10 Ways B2B Marketers Can Improve Relationships With Sales Teams
Integration of Teams…
In business-to-business (B2B) organizations, sales and marketing departments are traditionally at odds with each other—competing for time, resources and accolades. It doesn’t have to be this way.
At Markitects, we’ve had tremendous success integrating our work with the goals and objectives of our clients’ sales organizations. In fact, we consider it to be a top priority and use it to gauge our overall program success. So much so, that we present our marketing program metrics to sales teams on a monthly basis at their pipeline meetings.
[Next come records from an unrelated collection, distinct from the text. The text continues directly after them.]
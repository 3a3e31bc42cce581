//! Build detection and execution for pagecast.
//!
//! Classifies a checked-out project, runs its install and build steps as
//! subprocesses and reports where the publishable output landed.

pub mod detect;
pub mod error;
pub mod export;
pub mod runner;

pub use detect::{ProjectInfo, detect};
pub use error::{BuildError, BuildResult};
pub use export::StaticExportGuard;
pub use runner::{NpmBuilder, ProjectBuilder};
//! Tenant status and feature gate middleware
//!
//! Runs after `require_auth` on every tenant-scoped route:
//! `resolve_tenant_status` puts a [`ResolvedTenant`] in the request extensions and
//! `feature_gate` turns it into an allow/deny decision for the matched route.

use axum::{
    extract::{MatchedPath, Request, State},
    http::StatusCode,
    middleware::Next,
    response::Response,
};

use kampung_billing::{gate, GateDecision, ResolvedTenant, RouteIdentity};

use crate::auth::AuthUser;
use crate::error::ApiError;
use crate::state::AppState;

pub async fn resolve_tenant_status(
    State(state): State<AppState>,
    mut request: Request,
    next: Next,
) -> Result<Response, ApiError> {
    let tenant_id = request
        .extensions()
        .get::<AuthUser>()
        .map(|user| user.tenant_id)
        .ok_or(ApiError::Unauthorized)?;

    let resolved = state.billing.status.resolve_for_request(tenant_id).await;
    request.extensions_mut().insert(resolved);

    Ok(next.run(request).await)
}

pub async fn feature_gate(request: Request, next: Next) -> Result<Response, ApiError> {
    let (tenant_id, decision) = {
        let Some(resolved) = request.extensions().get::<ResolvedTenant>() else {
            tracing::error!(
                path = %request.uri().path(),
                "feature_gate ran without a resolved tenant, denying"
            );
            return Err(ApiError::FeatureGate {
                code: gate::SUBSCRIPTION_EXPIRED,
                status: StatusCode::PAYMENT_REQUIRED,
            });
        };
        let matched = request.extensions().get::<MatchedPath>().map(MatchedPath::as_str);
        let route = RouteIdentity::new(matched, request.uri().path());

        (
            resolved.tenant_id,
            gate::evaluate(
                resolved.status,
                resolved.tenant_type,
                request.method().as_str(),
                &route,
            ),
        )
    };

    match decision {
        GateDecision::Allow => Ok(next.run(request).await),
        GateDecision::Deny { code, http_status } => {
            tracing::info!(
                tenant_id = %tenant_id,
                method = %request.method(),
                path = %request.uri().path(),
                code = code,
                "Request blocked by feature gate"
            );
            Err(ApiError::FeatureGate {
                code,
                status: StatusCode::from_u16(http_status).unwrap_or(StatusCode::FORBIDDEN),
            })
        }
    }
}

#[cfg(test)]
#[allow(clippy::unwrap_used)]
mod tests {
    use super::*;
    use axum::{
        body::Body,
        routing::{get, post},
        Router,
    };
    use kampung_shared::types::{TenantStatus, TenantType};
    use tower::ServiceExt;
    use uuid::Uuid;

    async fn ok() -> &'static str {
        "ok"
    }

    fn app(status: TenantStatus, tenant_type: TenantType) -> Router {
        let resolved = ResolvedTenant {
            tenant_id: Uuid::new_v4(),
            status,
            tenant_type,
            reason: None,
            degraded: false,
        };

        let routes = Router::new()
            .route("/announcements", get(ok).post(ok))
            .route("/exports/:kind", get(ok))
            .route("/billing-warga/dues", get(ok))
            .route("/payments/pay", post(ok))
            .route("/auth/logout", post(ok))
            .route_layer(axum::middleware::from_fn(feature_gate))
            .route_layer(axum::middleware::from_fn(
                move |mut request: Request, next: Next| {
                    let resolved = resolved.clone();
                    async move {
                        request.extensions_mut().insert(resolved);
                        next.run(request).await
                    }
                },
            ));

        Router::new().nest("/api/v1", routes)
    }

    async fn send(app: Router, method: &str, uri: &str) -> (StatusCode, serde_json::Value) {
        let response = app
            .oneshot(
                axum::http::Request::builder()
                    .method(method)
                    .uri(uri)
                    .body(Body::empty())
                    .unwrap(),
            )
            .await
            .unwrap();
        let status = response.status();
        let bytes = axum::body::to_bytes(response.into_body(), usize::MAX)
            .await
            .unwrap();
        let body = serde_json::from_slice(&bytes).unwrap_or(serde_json::Value::Null);
        (status, body)
    }

    #[tokio::test]
    async fn test_active_tenant_passes() {
        let (status, _) = send(
            app(TenantStatus::Active, TenantType::Live),
            "POST",
            "/api/v1/announcements",
        )
        .await;
        assert_eq!(status, StatusCode::OK);
    }

    #[tokio::test]
    async fn test_expired_write_is_402() {
        let (status, body) = send(
            app(TenantStatus::Expired, TenantType::Live),
            "POST",
            "/api/v1/announcements",
        )
        .await;
        assert_eq!(status, StatusCode::PAYMENT_REQUIRED);
        assert_eq!(body["error"]["code"], "SUBSCRIPTION_EXPIRED");
    }

    #[tokio::test]
    async fn test_expired_can_pay_and_read() {
        let app = app(TenantStatus::Expired, TenantType::Live);
        let (status, _) = send(app.clone(), "POST", "/api/v1/payments/pay").await;
        assert_eq!(status, StatusCode::OK);

        let (status, _) = send(app, "GET", "/api/v1/announcements").await;
        assert_eq!(status, StatusCode::OK);
    }

    #[tokio::test]
    async fn test_demo_is_read_only() {
        let app = app(TenantStatus::Demo, TenantType::Demo);
        let (status, body) = send(app.clone(), "POST", "/api/v1/announcements").await;
        assert_eq!(status, StatusCode::FORBIDDEN);
        assert_eq!(body["error"]["code"], "DEMO_READ_ONLY");

        let (status, _) = send(app, "POST", "/api/v1/auth/logout").await;
        assert_eq!(status, StatusCode::OK);
    }

    #[tokio::test]
    async fn test_trial_locked_features_use_matched_route() {
        let app = app(TenantStatus::Trial, TenantType::Live);
        let (status, body) = send(app.clone(), "GET", "/api/v1/exports/residents").await;
        assert_eq!(status, StatusCode::FORBIDDEN);
        assert_eq!(body["error"]["code"], "TRIAL_FEATURE_LOCKED");

        let (status, _) = send(app.clone(), "GET", "/api/v1/billing-warga/dues").await;
        assert_eq!(status, StatusCode::FORBIDDEN);

        let (status, _) = send(app, "POST", "/api/v1/announcements").await;
        assert_eq!(status, StatusCode::OK);
    }

    #[tokio::test]
    async fn test_missing_resolution_denies() {
        let app = Router::new()
            .route("/announcements", get(ok))
            .route_layer(axum::middleware::from_fn(feature_gate));
        let (status, body) = send(app, "GET", "/announcements").await;
        assert_eq!(status, StatusCode::PAYMENT_REQUIRED);
        assert_eq!(body["error"]["code"], "SUBSCRIPTION_EXPIRED");
    }
}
At those meetings, we also gain valuable feedback to adjust our programs, and we use that venue to ask for participation in videos and customer stories.
The following are 10 ways you can buck the trend and take more initiative in building ties with your or your clients’ sales teams. Try these suggestions and I’m confident you’ll see some dramatic improvements.
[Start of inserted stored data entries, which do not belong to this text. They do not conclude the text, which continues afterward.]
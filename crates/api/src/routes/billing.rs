//! Subscription and invoice routes

use axum::{extract::State, Extension, Json};
use serde::{Deserialize, Serialize};
use uuid::Uuid;

use kampung_billing::InvoiceView;
use kampung_shared::types::InvoiceStatus;

use crate::{
    auth::AuthUser,
    error::{ApiError, ApiResult},
    state::AppState,
};

#[derive(Debug, Deserialize)]
pub struct SubscribeRequest {
    pub plan_code: String,
}

#[derive(Debug, Serialize)]
pub struct SubscribeResponse {
    pub invoice_id: Uuid,
    pub invoice_number: String,
    pub amount: i64,
    pub status: InvoiceStatus,
    /// False when an open invoice for the plan was returned
    pub created: bool,
}

/// Issue (or return the open) invoice for a plan
pub async fn subscribe(
    State(state): State<AppState>,
    Extension(auth_user): Extension<AuthUser>,
    Json(req): Json<SubscribeRequest>,
) -> ApiResult<Json<SubscribeResponse>> {
    let plan_code = req.plan_code.trim();
    if plan_code.is_empty() {
        return Err(ApiError::Validation("plan_code is required".to_string()));
    }

    let outcome = state
        .billing
        .subscribe
        .subscribe(auth_user.tenant_id, plan_code, auth_user.user_id)
        .await?;

    Ok(Json(SubscribeResponse {
        invoice_id: outcome.invoice.id,
        invoice_number: outcome.invoice.invoice_number,
        amount: outcome.invoice.amount,
        status: outcome.invoice.status,
        created: outcome.created,
    }))
}

/// Latest invoice of the caller's tenant with its splits and payment instruction
pub async fn current_invoice(
    State(state): State<AppState>,
    Extension(auth_user): Extension<AuthUser>,
) -> ApiResult<Json<InvoiceView>> {
    state
        .billing
        .invoices
        .current_for_tenant(auth_user.tenant_id)
        .await?
        .map(Json)
        .ok_or_else(|| ApiError::NotFound("No invoice for this tenant".to_string()))
}
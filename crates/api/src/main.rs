//! Kampung API server

use anyhow::Context;
use tokio::net::TcpListener;

use kampung_api::{create_router, AppState, Config};
use kampung_shared::{db, telemetry};

#[tokio::main]
async fn main() -> anyhow::Result<()> {
    dotenvy::dotenv().ok();
    telemetry::init_tracing("kampung_api=info,kampung_billing=info,tower_http=info");

    let config = Config::from_env().context("Failed to load configuration")?;

    let pool = db::create_pool(&config.database_url, config.database_max_connections)
        .await
        .context("Failed to connect to database")?;

    if config.run_migrations {
        let migration_pool = db::create_migration_pool(&config.database_url).await?;
        db::run_migrations(&migration_pool)
            .await
            .context("Failed to run migrations")?;
        tracing::info!("Database migrations applied");
    }

    let bind_address = config.bind_address.clone();
    let state = AppState::new(pool, config).context("Failed to initialise billing")?;
    let app = create_router(state);

    let listener = TcpListener::bind(&bind_address)
        .await
        .with_context(|| format!("Failed to bind {}", bind_address))?;
    tracing::info!(address = %bind_address, "Kampung API listening");

    axum::serve(listener, app)
        .with_graceful_shutdown(shutdown_signal())
        .await
        .context("Server error")?;

    tracing::info!("Kampung API stopped");
    Ok(())
}

async fn shutdown_signal() {
    if let Err(e) = tokio::signal::ctrl_c().await {
        tracing::error!(error = %e, "Failed to listen for shutdown signal");
        std::future::pending::<()>().await;
    }
}
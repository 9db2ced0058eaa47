#![cfg_attr(test, allow(clippy::unwrap_used))]
#![cfg_attr(test, allow(clippy::expect_used))]

//! Kampung Tenant Billing
//!
//! Subscription status and payments for the RW → RT tenant tree.
//!
//! ## Features
//!
//! - **Status Resolution**: Per-request tenant status with lifetime override, own expiry
//!   and inheritance from the billing owner
//! - **Payment Strategy**: Centralized or split collection per invoice
//! - **Revenue Splits**: Exact platform/RW ledger lines for every payment
//! - **Payment Instructions**: Manual bank transfer codes and payment engine redirects
//! - **Renewals**: Daily batch issuing the next period's invoice
//! - **Feature Gate**: Read-only demo, expired write block, trial feature locks
//! - **Webhooks**: Signed settlement notifications from the payment engine

pub mod activation;
pub mod config;
pub mod error;
pub mod events;
pub mod gate;
pub mod instruction;
pub mod invoices;
pub mod ledger;
pub mod payment;
pub mod renewal;
pub mod split;
pub mod status;
pub mod strategy;
pub mod subscribe;
pub mod webhook;

// Activation
pub use activation::{
    plan_activation, ActivationPlan, ActivationService, SettlementOutcome, SettlementSource,
};

// Config
pub use config::{
    BillingConfig, FeeRate, ManualTransferConfig, PaymentEngineConfig, PlanCatalog, PlanPrice,
};

// Error
pub use error::{BillingError, BillingResult};

// Events
pub use events::{
    ActorType, BillingEvent, BillingEventBuilder, BillingEventLogger, BillingEventType,
};

// Gate
pub use gate::{evaluate, GateDecision, RouteCategory, RouteIdentity};

// Instruction
pub use instruction::{
    InstructionGenerator, PaymentEngineClient, PaymentInstruction, PaymentMeta,
};

// Invoices
pub use invoices::{InvoiceService, InvoiceView};

// Ledger
pub use ledger::{LedgerChecker, LedgerReport, LedgerViolation};

// Payment
pub use payment::{Payer, PaymentOutcome, PaymentService};

// Renewal
pub use renewal::{plan_renewal, RenewalDecision, RenewalFailure, RenewalReport, RenewalService};

// Split
pub use split::{calculate_splits, SplitLine};

// Status
pub use status::{resolve_status, ResolvedTenant, StatusResolution, StatusService};

// Strategy
pub use strategy::{resolve_strategy, PaymentContext, PaymentStrategy};

// Subscribe
pub use subscribe::{SubscribeOutcome, SubscribeService};

// Webhook
pub use webhook::{WebhookOutcome, WebhookService, SIGNATURE_HEADER};

use sqlx::PgPool;

/// Main billing service that combines all billing functionality
pub struct BillingService {
    pub activation: ActivationService,
    pub events: BillingEventLogger,
    pub invoices: InvoiceService,
    pub ledger: LedgerChecker,
    pub payments: PaymentService,
    pub renewal: RenewalService,
    pub status: StatusService,
    pub subscribe: SubscribeService,
    pub webhooks: WebhookService,
}

impl BillingService {
    /// Create a new billing service from environment variables
    pub fn from_env(pool: PgPool) -> BillingResult<Self> {
        let config = BillingConfig::from_env()?;
        Self::new(pool, &config)
    }

    /// Create a new billing service with explicit config
    pub fn new(pool: PgPool, config: &BillingConfig) -> BillingResult<Self> {
        Ok(Self {
            activation: ActivationService::new(pool.clone(), config),
            events: BillingEventLogger::new(pool.clone()),
            invoices: InvoiceService::new(pool.clone()),
            ledger: LedgerChecker::new(pool.clone()),
            payments: PaymentService::new(pool.clone(), config)?,
            renewal: RenewalService::new(pool.clone(), config),
            status: StatusService::new(pool.clone()),
            subscribe: SubscribeService::new(pool.clone(), config),
            webhooks: WebhookService::new(pool, config),
        })
    }
}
- Meet regularly with the sales executive.
When you meet with a sales executive, come prepared with an agenda and respect their time constraints. Try to cover strategic topics without getting too far into the details. Listen to his or her priorities first, think about how you can help them meet the company’s objectives and then respond with suggestions. Don’t be afraid to bring up new ideas or complex topics that need brainstorming — the executive will likely appreciate that you took the initiative to resolve a difficult problem.
- Obtain access to weekly or monthly sales meetings.
This is a tremendous opportunity to learn, listen and gain new insights. Salespeople touch the customer frequently; therefore, they intuitively recognize the voice of the customer, common lingo and hot issues. If you have the opportunity to present to the sales team on a regular basis, keep it short — no more than 10 to 15 minutes — and make sure you have props and the appropriate tools, like a projector, to show your work or make your point visually.
- Email sales managers monthly.
Once a sales team is more familiar with you, email the members as a group on a monthly basis to make sure they know about new campaigns, marketing materials and tools, as well as to solicit feedback and suggestions. Don’t be surprised if you hear from someone who didn’t want to speak up at a meeting.
- Conduct email campaigns “from” individual salespeople.
Regardless of the customer relationship management (CRM) tool your company has adopted, send targeted product-oriented emails from individual salespeople versus a general email address, like marketing@ or sales@. If not overused, this will promote closer ties between the salesperson and customers, as well as improve your open and click rates. In our experience, B2B open rates rise by 5% or 6% (from an average of 12% to 18% or more), and click rates can double. We have also found that subject lines with six to eight words deliver the highest open rates.
- Create and manage a marketing drive.
Don’t assume that a salesperson will go to the company website to download current marketing materials the same way a customer or prospect would. Salespeople, in general, are focused on resolving customer issues, so they may not be paying complete attention to your emails or at meetings. Make sure that current, up-to-date marketing assets are available on a marketing drive or section of your internal portal. Also, tag any new assets by industry, product type or application, just as you would for a blog post, so salespeople can find materials easily.
- Involve those who have the technical expertise to participate in a video.
If your sales team consists of senior-level experts, use them to communicate any special technical or industry expertise. Senior sales leaders often know more about how to market to a particular audience segment than anyone in marketing ever will. As with meetings, respect their time and help them with scripting and storyboarding. Once you complete one video, you are likely to get requests from other sales leaders for more.
- Showcase your work in frequently used spaces.
Visit the company’s training rooms. Most likely, there’s nothing on the walls except a projection screen and a whiteboard. You can easily reformat or redesign some of your digital assets into poster art. You’ll be pleasantly surprised by how many people notice it and comment favorably. Just make sure you get the permission from an executive or facility manager first. If your poster art is an excerpt from an article that has been published, make sure you add the phrase, “As seen in.”
- Display a suggestion box.
Invite members of your sales team to stop by every now and then. Whether for suggestions, criticism or feedback, ask them to drop a note in your suggestion box.
- Keep track of the competition.
Competitive analysis is often overlooked by both the sales and marketing organizations for many reasons. It’s time intensive, changes frequently and can be difficult to find. If you can assign this task to someone in marketing and closely oversee it, competitive research can provide valuable insights into how others are marketing their products and services. Present your findings at the sales meetings and ask for the sales perspective to round out your understanding.
- Learn a product.
There’s no faster way to earn the respect of a sales organization than by learning about your company’s products and services. No matter how technical, start with one and gain an in-depth understanding through training, demonstrations or other methods, and you’ll be seen as a valuable asset not only to salespeople but to the entire organization.
Hopefully, some of these tips will help you become more integrated with your company’s sales teams and gain some much-deserved respect along the way.